Monsieur de Clagny left the house with a chill at his heart.
Dinah, his idol, was loved for her money. Would she not, when too late, have her eyes opened?
“Poor woman!” said the lawyer, as he walked away. And this justice we will do him—for to whom should justice be done unless to a Judge?—he loved Dinah too sincerely to regard her degradation as a means of triumph one day; he was all pity and devotion; he really loved her.
The care and nursing of the infant, its cries, the quiet needed for the mother during the first few days, and the ubiquity of Madame Piedefer, were so entirely adverse to literary labors, that Lousteau moved up to the three rooms taken on the first floor for the old bigot. The journalist, obliged to go to the first performances without Dinah, and living apart from her, found an indescribable charm in the use of his liberty. More than once he submitted to be taken by the arm and dragged off to some jollification; more than once he found himself at the house of a friend’s mistress in the heart of bohemia. He again saw women brilliantly young and splendidly dressed, in whom economy seemed treason to their youth and power. Dinah, in spite of her striking beauty, after nursing her baby for three months, could not stand comparison with these perishable blossoms, so soon faded, but so showy as long as they live rooted in opulence.
Home life had, nevertheless, a strong attraction for Etienne. In three months the mother and daughter, with the help of the cook from Sancerre and of little Pamela, had given the apartment a quite changed appearance. The journalist found his breakfast and his dinner served with a sort of luxury. Dinah, handsome and nicely dressed, was careful to anticipate her dear Etienne’s wishes, and he felt himself the king of his home, where everything, even the baby, was subject to his selfishness. Dinah’s affection was to be seen in every trifle, Lousteau could not possibly cease the entrancing deceptions of his unreal passion.
Dinah, meanwhile, was aware of a source of ruin, both to her love and to the household, in the kind of life into which Lousteau had allowed himself to drift. At the end of ten months she weaned her baby, installed her mother in the upstairs rooms, and restored the family intimacy which indissolubly links a man and woman when the woman is loving and clever. One of the most striking circumstances in Benjamin Constant’s novel, one of the explanations of Ellenore’s desertion, is the want of daily—or, if you will, of nightly—intercourse between her and Adolphe. Each of the lovers has a separate home; they have both submitted to the world and saved appearances. Ellenore, repeatedly left to herself, is compelled to vast labors of affection to expel the thoughts of release which captivate Adolphe when absent. The constant exchange of glances and thoughts in domestic life gives a woman such power that a man needs stronger reasons for desertion than she will ever give him so long as she loves him.
This was an entirely new phase both to Etienne and to Dinah. Dinah intended to be indispensable; she wanted to infuse fresh energy into this man, whose weakness smiled upon her, for she thought it a security. She found him subjects, sketched the treatment, and at a pinch, would write whole chapters. She revived the vitality of this dying talent by transfusing fresh blood into his veins; she supplied him with ideas and opinions. In short, she produced two books which were a success. More than once she saved Lousteau’s self-esteem by dictating, correcting, or finishing his articles when he was in despair at his own lack of ideas. The secret of this collaboration was strictly preserved; Madame Piedefer knew nothing of it.

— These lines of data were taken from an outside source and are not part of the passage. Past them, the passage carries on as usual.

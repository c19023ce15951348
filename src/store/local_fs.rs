//! Local filesystem object store for development
//!
//! A directory plays the bucket. Multipart parts are staged under
//! `.multipart/<upload id>/` and concatenated into place on completion.

use super::{part_tag, ByteStream, CompletedPart, ObjectRecord, ObjectStoreClient, StoreFuture, UploadId};
use crate::clock::Timestamp;
use bytes::Bytes;
use futures::StreamExt;
use std::io::{Error as IoError, ErrorKind, Result as IoResult};
use std::path::{Path, PathBuf};
use tokio::io::AsyncWriteExt;
use tokio_util::io::ReaderStream;

/// Staging directory for multipart sessions, hidden from listings
const MULTIPART_DIR: &str = ".multipart";

/// Local filesystem object store
#[derive(Debug, Clone)]
pub struct LocalFsObjectStore {
    base_path: PathBuf,
}

impl LocalFsObjectStore {
    /// Use `base_path` as the bucket root, creating it if needed
    pub async fn open(base_path: PathBuf) -> IoResult<Self> {
        tokio::fs::create_dir_all(&base_path).await?;
        Ok(LocalFsObjectStore { base_path })
    }

    /// Get the base path
    pub fn base_path(&self) -> &Path {
        &self.base_path
    }

    /// Resolve a key to a path, refusing keys that escape the root
    fn full_path(&self, key: &str) -> IoResult<PathBuf> {
        let relative = Path::new(key);
        let escapes = relative.components().any(|c| {
            !matches!(c, std::path::Component::Normal(_))
        });
        if key.is_empty() || escapes || key.starts_with(MULTIPART_DIR) {
            return Err(IoError::new(
                ErrorKind::InvalidInput,
                format!("Invalid object key: {}", key),
            ));
        }
        Ok(self.base_path.join(relative))
    }

    fn upload_dir(&self, upload_id: &UploadId) -> IoResult<PathBuf> {
        if upload_id.as_str().contains(['/', '\\', '.']) {
            return Err(IoError::new(
                ErrorKind::InvalidInput,
                format!("Invalid upload id: {}", upload_id),
            ));
        }
        Ok(self.base_path.join(MULTIPART_DIR).join(upload_id.as_str()))
    }

    async fn ensure_parent(path: &Path) -> IoResult<()> {
        if let Some(parent) = path.parent() {
            tokio::fs::create_dir_all(parent).await?;
        }
        Ok(())
    }

    /// Check that `upload_id` belongs to `key`
    async fn check_session(&self, key: &str, upload_id: &UploadId) -> IoResult<PathBuf> {
        let dir = self.upload_dir(upload_id)?;
        match tokio::fs::read_to_string(dir.join("key")).await {
            Ok(owner) if owner == key => Ok(dir),
            Ok(_) => Err(IoError::new(
                ErrorKind::NotFound,
                format!("No upload {} for key {}", upload_id, key),
            )),
            Err(e) if e.kind() == ErrorKind::NotFound => Err(IoError::new(
                ErrorKind::NotFound,
                format!("No upload {} for key {}", upload_id, key),
            )),
            Err(e) => Err(e),
        }
    }

    fn walk_dir(dir: &Path, base: &Path, prefix: &str, records: &mut Vec<ObjectRecord>) -> IoResult<()> {
        for entry in std::fs::read_dir(dir)? {
            let entry = entry?;
            let path = entry.path();

            if path.is_dir() {
                if dir == base && entry.file_name() == MULTIPART_DIR {
                    continue;
                }
                Self::walk_dir(&path, base, prefix, records)?;
            } else if path.is_file() {
                let Ok(relative) = path.strip_prefix(base) else {
                    continue;
                };
                let key = relative
                    .components()
                    .map(|c| c.as_os_str().to_string_lossy())
                    .collect::<Vec<_>>()
                    .join("/");

                if key.starts_with(prefix) {
                    let metadata = entry.metadata()?;
                    records.push(ObjectRecord {
                        key,
                        last_modified: metadata
                            .modified()
                            .map(Timestamp::from_system_time)
                            .unwrap_or(Timestamp::MIN),
                    });
                }
            }
        }
        Ok(())
    }
}

impl ObjectStoreClient for LocalFsObjectStore {
    fn put<'a>(&'a self, key: &'a str, data: Bytes) -> StoreFuture<'a, ()> {
        Box::pin(async move {
            let path = self.full_path(key)?;
            Self::ensure_parent(&path).await?;
            tokio::fs::write(&path, &data).await
        })
    }

    fn get<'a>(&'a self, key: &'a str) -> StoreFuture<'a, ByteStream> {
        Box::pin(async move {
            let path = self.full_path(key)?;
            let file = tokio::fs::File::open(&path).await?;
            Ok(ReaderStream::new(file).boxed())
        })
    }

    fn exists<'a>(&'a self, key: &'a str) -> StoreFuture<'a, bool> {
        Box::pin(async move {
            let path = self.full_path(key)?;
            match tokio::fs::metadata(&path).await {
                Ok(meta) => Ok(meta.is_file()),
                Err(e) if e.kind() == ErrorKind::NotFound => Ok(false),
                Err(e) => Err(e),
            }
        })
    }

    fn list<'a>(&'a self, prefix: &'a str) -> StoreFuture<'a, Vec<ObjectRecord>> {
        Box::pin(async move {
            let base = self.base_path.clone();
            let prefix = prefix.to_string();

            // Directory walking is blocking; keep it off the runtime threads
            let mut records = tokio::task::spawn_blocking(move || {
                let mut records = Vec::new();
                Self::walk_dir(&base, &base, &prefix, &mut records)?;
                Ok::<_, IoError>(records)
            })
            .await
            .map_err(|e| IoError::new(ErrorKind::Other, e))??;

            records.sort_by(|a, b| a.key.cmp(&b.key));
            Ok(records)
        })
    }

    fn create_multipart<'a>(&'a self, key: &'a str) -> StoreFuture<'a, UploadId> {
        Box::pin(async move {
            self.full_path(key)?;
            let upload_id = UploadId(format!("{:016x}", rand::random::<u64>()));
            let dir = self.upload_dir(&upload_id)?;
            tokio::fs::create_dir_all(&dir).await?;
            tokio::fs::write(dir.join("key"), key.as_bytes()).await?;
            Ok(upload_id)
        })
    }

    fn upload_part<'a>(
        &'a self,
        key: &'a str,
        upload_id: &'a UploadId,
        part_number: u32,
        data: Bytes,
    ) -> StoreFuture<'a, CompletedPart> {
        Box::pin(async move {
            if part_number == 0 {
                return Err(IoError::new(ErrorKind::InvalidInput, "part numbers start at 1"));
            }
            let dir = self.check_session(key, upload_id).await?;
            tokio::fs::write(dir.join(format!("part-{:05}", part_number)), &data).await?;
            Ok(CompletedPart {
                part_number,
                tag: part_tag(part_number, &data),
            })
        })
    }

    fn complete_multipart<'a>(
        &'a self,
        key: &'a str,
        upload_id: &'a UploadId,
        parts: Vec<CompletedPart>,
    ) -> StoreFuture<'a, ()> {
        Box::pin(async move {
            let dir = self.check_session(key, upload_id).await?;
            let target = self.full_path(key)?;
            Self::ensure_parent(&target).await?;

            // Assemble next to the target, then rename into place
            let staging = dir.join("assembled");
            let mut out = tokio::fs::File::create(&staging).await?;
            for (expected, part) in (1u32..).zip(parts.iter()) {
                if part.part_number != expected {
                    return Err(IoError::new(
                        ErrorKind::InvalidInput,
                        format!(
                            "part sequence broken: expected {}, got {}",
                            expected, part.part_number
                        ),
                    ));
                }
                let data = tokio::fs::read(dir.join(format!("part-{:05}", part.part_number))).await?;
                if part_tag(part.part_number, &data) != part.tag {
                    return Err(IoError::new(
                        ErrorKind::InvalidInput,
                        format!("unknown tag for part {}", part.part_number),
                    ));
                }
                out.write_all(&data).await?;
            }
            out.flush().await?;
            drop(out);

            tokio::fs::rename(&staging, &target).await?;
            tokio::fs::remove_dir_all(&dir).await
        })
    }

    fn abort_multipart<'a>(
        &'a self,
        key: &'a str,
        upload_id: &'a UploadId,
    ) -> StoreFuture<'a, ()> {
        Box::pin(async move {
            let dir = self.check_session(key, upload_id).await?;
            tokio::fs::remove_dir_all(&dir).await
        })
    }
}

This mental galvanism was rewarded by improved pay, enabling them to live comfortably till the end of 1838. Lousteau became used to seeing Dinah do his work, and he paid her—as the French people say in their vigorous lingo—in “monkey money,” nothing for her pains. This expenditure in self-sacrifice becomes a treasure which generous souls prize, and the more she gave the more she loved Lousteau; the time soon came when Dinah felt that it would be too bitter a grief ever to give him up.
But then another child was coming, and this year was a terrible trial. In spite of the precautions of the two women, Etienne contracted debts; he worked himself to death to pay them off while Dinah was laid up; and, knowing him as she did, she thought him heroic. But after this effort, appalled at having two women, two children, and two maids on his hands, he was incapable of the struggle to maintain a family by his pen when he had failed to maintain even himself. So he let things take their chance. Then the ruthless speculator exaggerated the farce of love-making at home to secure greater liberty abroad.
Dinah proudly endured the burden of life without support. The one idea, “He loves me!” gave her superhuman strength. She worked as hard as the most energetic spirits of our time. At the risk of her beauty and health, Didine was to Lousteau what Mademoiselle Delachaux was to Gardane in Diderot’s noble and true tale. But while sacrificing herself, she committed the magnanimous blunder of sacrificing dress. She had her gowns dyed, and wore nothing but black. She stank of black, as Malaga said, making fun mercilessly of Lousteau.